Quem decidiu que Kabiria é a periferia? Onde está o centro? Não teremos talvez, antes de mais, de pôr em discussão a ideia de centro? Não é esta ideia o resultado de uma doença grave, que infectou todo o ocidente, e que se chama, vejam só, etnocentrismo?... Ainda para mais na sua variante mais patológica, o racismo…
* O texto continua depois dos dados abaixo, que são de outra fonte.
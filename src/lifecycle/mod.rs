//! Process lifecycle: identity, singleton lock, pid record and signals
//!
//! These pieces are created once at startup, before the first client is
//! accepted, and outlive every other part of the server.

pub mod identity;
pub mod lock;
pub mod pidfile;
pub mod signals;

pub use identity::{ArtifactPaths, Identity, DEFAULT_RUNTIME_DIR};
pub use lock::SingletonGuard;
pub use pidfile::{read_pid, PidRecord};
pub use signals::{send_restart, RestartFlag, SignalController};
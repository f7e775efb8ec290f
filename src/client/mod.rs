//! Consumer mode
//!
//! Connects to a running broadcaster and replaces the current process with
//! the consumer command, whose standard input is the connection. Without a
//! command the stream is passed straight through with `cat`.

use std::convert::Infallible;
use std::ffi::OsStr;
use std::os::fd::OwnedFd;
use std::os::unix::net::UnixStream;
use std::os::unix::process::CommandExt;
use std::path::Path;
use std::process::{Command, Stdio};

use crate::error::Result;

/// Consumer run when none is given
pub const DEFAULT_CONSUMER: &str = "cat";

/// Build the consumer command reading from `stream`
///
/// An empty `argv` selects [`DEFAULT_CONSUMER`]. The program is looked up in
/// `PATH`; no shell is involved.
pub fn consumer_command<S: AsRef<OsStr>>(stream: UnixStream, argv: &[S]) -> Command {
    let mut cmd = match argv.split_first() {
        Some((program, args)) => {
            let mut cmd = Command::new(program);
            cmd.args(args);
            cmd
        }
        None => Command::new(DEFAULT_CONSUMER),
    };
    cmd.stdin(Stdio::from(OwnedFd::from(stream)));
    cmd
}

/// Attach to the broadcaster at `socket` and exec the consumer
///
/// Only returns on failure.
pub fn connect_and_exec<S: AsRef<OsStr>>(
    socket: impl AsRef<Path>,
    argv: &[S],
) -> Result<Infallible> {
    let socket = socket.as_ref();
    let stream = UnixStream::connect(socket)?;

    tracing::debug!(socket = %socket.display(), "Connected to broadcaster");

    let err = consumer_command(stream, argv).exec();
    Err(err.into())
}
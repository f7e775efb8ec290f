//! Signal-driven control plane
//!
//! Signal handlers never touch server state. SIGHUP only raises a
//! [`RestartFlag`] that the control loop consumes at the top of its next
//! iteration; SIGTERM and SIGINT resolve [`SignalController::terminated`],
//! which the server races against its loop.
//!
//! | Signal          | Effect                                        |
//! |-----------------|-----------------------------------------------|
//! | SIGHUP          | request a producer restart                    |
//! | SIGTERM, SIGINT | ordered cleanup, exit with the signal number  |
//! | SIGPIPE         | ignored (Rust runtime default)                |

use std::io;
use std::path::Path;
use std::sync::atomic::{AtomicBool, Ordering};
use std::sync::Arc;

use nix::sys::signal::{self, Signal};
use nix::unistd::Pid;
use tokio::signal::unix::{signal as listen, SignalKind};
use tokio::task::JoinHandle;

use crate::error::Result;
use crate::lifecycle::pidfile::read_pid;

/// Pending restart request shared between the SIGHUP listener and the loop
#[derive(Debug, Clone, Default)]
pub struct RestartFlag(Arc<AtomicBool>);

impl RestartFlag {
    /// Create a lowered flag
    pub fn new() -> Self {
        Self::default()
    }

    /// Raise the flag
    pub fn request(&self) {
        self.0.store(true, Ordering::SeqCst);
    }

    /// Lower the flag, returning whether it was raised
    pub fn take(&self) -> bool {
        self.0.swap(false, Ordering::SeqCst)
    }

    /// Whether a request is pending
    pub fn is_requested(&self) -> bool {
        self.0.load(Ordering::SeqCst)
    }
}

/// Installed signal listeners for a running server
pub struct SignalController {
    terminate: tokio::signal::unix::Signal,
    interrupt: tokio::signal::unix::Signal,
    hangup_task: JoinHandle<()>,
}

impl SignalController {
    /// Register the listeners; SIGHUP raises `restart`
    ///
    /// Must be called from within a tokio runtime.
    pub fn install(restart: RestartFlag) -> io::Result<Self> {
        let mut hangup = listen(SignalKind::hangup())?;
        let terminate = listen(SignalKind::terminate())?;
        let interrupt = listen(SignalKind::interrupt())?;

        let hangup_task = tokio::spawn(async move {
            while hangup.recv().await.is_some() {
                tracing::info!(signal = Signal::SIGHUP as i32, "Producer restart requested");
                restart.request();
            }
        });

        Ok(Self {
            terminate,
            interrupt,
            hangup_task,
        })
    }

    /// Resolve with the signal number once SIGTERM or SIGINT arrives
    pub async fn terminated(&mut self) -> i32 {
        tokio::select! {
            Some(()) = self.terminate.recv() => Signal::SIGTERM as i32,
            Some(()) = self.interrupt.recv() => Signal::SIGINT as i32,
            else => std::future::pending().await,
        }
    }
}

impl Drop for SignalController {
    fn drop(&mut self) {
        self.hangup_task.abort();
    }
}

/// Ask the server recorded in `pid_file` to restart its producer
///
/// Returns the pid that was signalled.
pub fn send_restart(pid_file: impl AsRef<Path>) -> Result<Pid> {
    let pid = read_pid(pid_file)?;
    signal::kill(pid, Signal::SIGHUP)?;

    tracing::info!(pid = pid.as_raw(), "Restart request sent");

    Ok(pid)
}

/// Serializes tests that send SIGHUP to the test process or that install
/// listeners and count restarts; the signal reaches every listener.
#[cfg(test)]
pub(crate) static HANGUP_TEST_LOCK: tokio::sync::Mutex<()> = tokio::sync::Mutex::const_new(());
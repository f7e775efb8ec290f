//! Relay buffer sizing
//!
//! The buffer is sized once, from the first producer that is opened: the
//! larger of the memory page size and the block size the producer's pipe
//! reports. Every later read and write uses exactly that size.

use std::fs::File;
use std::io;
use std::os::fd::AsFd;
use std::os::unix::fs::MetadataExt;

use bytes::BytesMut;
use nix::unistd::{sysconf, SysconfVar};

use crate::error::{Error, Result};

/// Fixed-size byte buffer shared by every relay round
#[derive(Debug)]
pub struct RelayBuffer {
    data: BytesMut,
}

impl RelayBuffer {
    /// Allocate a buffer of exactly `size` bytes
    pub fn with_size(size: usize) -> Result<Self> {
        if size == 0 {
            return Err(Error::Config("relay buffer size must be non-zero".into()));
        }
        Ok(Self {
            data: BytesMut::zeroed(size),
        })
    }

    /// Size the buffer for a producer stream
    pub fn for_source<F: AsFd>(source: &F) -> Result<Self> {
        let size = page_size()?.max(block_size(source)?);
        tracing::debug!(bufsz = size, "Relay buffer sized");
        Self::with_size(size)
    }

    /// Buffer length in bytes
    pub fn len(&self) -> usize {
        self.data.len()
    }

    /// Whether the buffer has no capacity; never true after construction
    pub fn is_empty(&self) -> bool {
        self.data.is_empty()
    }

    /// Contents of the last read
    pub fn as_slice(&self) -> &[u8] {
        &self.data
    }

    /// Destination for the next read
    pub fn as_mut_slice(&mut self) -> &mut [u8] {
        &mut self.data
    }
}

/// Memory page size
pub fn page_size() -> io::Result<usize> {
    match sysconf(SysconfVar::PAGE_SIZE)? {
        Some(size) if size > 0 => Ok(size as usize),
        _ => Err(io::Error::new(
            io::ErrorKind::Unsupported,
            "page size unavailable",
        )),
    }
}

/// Preferred I/O block size reported for a file descriptor
pub fn block_size<F: AsFd>(source: &F) -> io::Result<usize> {
    let file = File::from(source.as_fd().try_clone_to_owned()?);
    Ok(file.metadata()?.blksize() as usize)
}
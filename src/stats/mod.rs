//! Run statistics

pub mod metrics;

pub use metrics::RelayStats;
O Ocidente, o Norte do mundo, acredita ser o centro do mundo, o modelo de desenvolvimento válido para todos, e que se os outros não o imitam é simplesmente porque são atrasados corruptos, preguiçosos e, naturalmente, pouco inteligentes. Fecha-se por isso num isolacionismo que o condena a não compreender os outros, e portanto a não se interessar pelos outros. Há uma parte da opinião pública ocidental que se insurge contra este estado de coisas, que procura compreender os problemas em profundidade, mas esta parte, que está porventura a aumentar, é certamente ainda uma minoria que não consegue influir nas opções dos grandes meios de comunicação.

Quantas vezes ouvi dizer a competentes e apaixonados enviados especiais de visita a um país africano coisas do género: "O meu director diz que uma notícia por dia sobre a África é mais que suficiente. Portanto, como já se está a falar da Somália, não há esperança de que qualquer outro país africano consiga espaço. Portanto, como já se está a falar da Somália, não há esperança de que qualquer outro país africano consiga espaço. A menos que aconteçam coisas absolutamente extraordinárias, como novas guerras, milhares de mortos, carestias.”


Realmente, guerras, mortos e carestias parecem ser as únicas coisas que podem interessar quando se fala da África.